We have examined starvation and desiccation resistance in 43 outbred populations of Drosophila melanogaster that have diverged from a common ancestral population as a result of a variety of defined selection protocols. The populations differ up to 8.5-fold in desiccation resistance and up to 10-fold in starvation resistance. We used these populations to search for evolved physiological changes that might explain the differences in stress resistance. We examined two hypotheses for increased stress resistance that had been proposed previously in the literature: (1) that increments in starvation resistance are principally the result of differential lipid accumulation, and (2) that changes in glycogen accumulation play a role in evolved increases in resistance to desiccation stress.
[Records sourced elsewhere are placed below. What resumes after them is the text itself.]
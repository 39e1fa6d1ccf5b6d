use bloodwork_lib::{Column, Dataset};

// Re-export shared test utilities from src/test_utils.rs
// These are the core fixtures used by most tests
pub use bloodwork_lib::test_utils::{
    float_column, int_column, sample_blood_panel, sample_config, text_column,
};

/// The id/value/category table used by the validator tests.
#[allow(dead_code)]
pub fn id_value_category() -> Dataset {
    Dataset::builder()
        .column(int_column("id", &[1, 2, 3]))
        .column(float_column("value", &[10.5, 20.1, 30.2]))
        .column(text_column("category", &["A", "B", "C"]))
        .build()
        .unwrap()
}

/// Float column with explicit missing entries.
#[allow(dead_code)]
pub fn float_column_with_gaps(name: &str, values: &[Option<f64>]) -> Column {
    Column::floats(name, values.to_vec())
}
By quantifying desiccation resistance, starvation resistance, lipid content, and carbohydrate content in each of our populations of flies, we were able to demonstrate strong correlations between the capacity of the flies to resist starvation and the quantity of lipid or carbohydrate that the flies had stored. The strongest correlation (R2 = 0.99) was observed when the total energy content of both the lipid and carbohydrate stores was regressed against starvation resistance. These results demonstrate that the flies responded to selection for starvation resistance through a genetically determined increase in both lipid and carbohydrate storage. Similar analyses of the correlation between lipid storage or total energy storage and desiccation resistance revealed no significant correlations. Carbohydrate storage was significantly correlated with desiccation resistance in female but not in male flies. These results suggest that different forms of stress are resisted with distinct physiological mechanisms and that the evolutionary response of the flies to stress selection is specific to the stress imposed.
我们检测了43个黑腹果蝇远交群体的抗饥饿和抗干燥能力,这些群体由于各种明确的选择方案而从一个共同的祖先群体中分化出来。这些群体的抗干燥能力差异高达8.5倍,抗饥饿能力差异高达10倍。我们利用这些群体来寻找可能解释抗逆性差异的进化生理变化。我们检验了文献中先前提出的关于增强抗逆性的两个假设:(1)抗饥饿能力的提高主要是脂质积累差异的结果;(2)糖原积累的变化在抗干燥胁迫能力的进化增强中起作用。通过量化我们每个果蝇群体的抗干燥能力、抗饥饿能力、脂质含量和碳水化合物含量,我们能够证明果蝇抵抗饥饿的能力与果蝇储存的脂质或碳水化合物数量之间存在很强的相关性。当脂质和碳水化合物储存的总能量含量与抗饥饿能力进行回归分析时,观察到最强的相关性(R2 = 0.99)。这些结果表明,果蝇通过基因决定的脂质和碳水化合物储存增加来响应抗饥饿选择。对脂质储存或总能量储存与抗干燥能力之间相关性的类似分析没有发现显著相关性。碳水化合物储存与雌性果蝇的抗干燥能力显著相关,但与雄性果蝇无关。这些结果表明,不同形式的胁迫通过不同的生理机制来抵抗,并且果蝇对应激选择的进化反应是特定于所施加的胁迫的。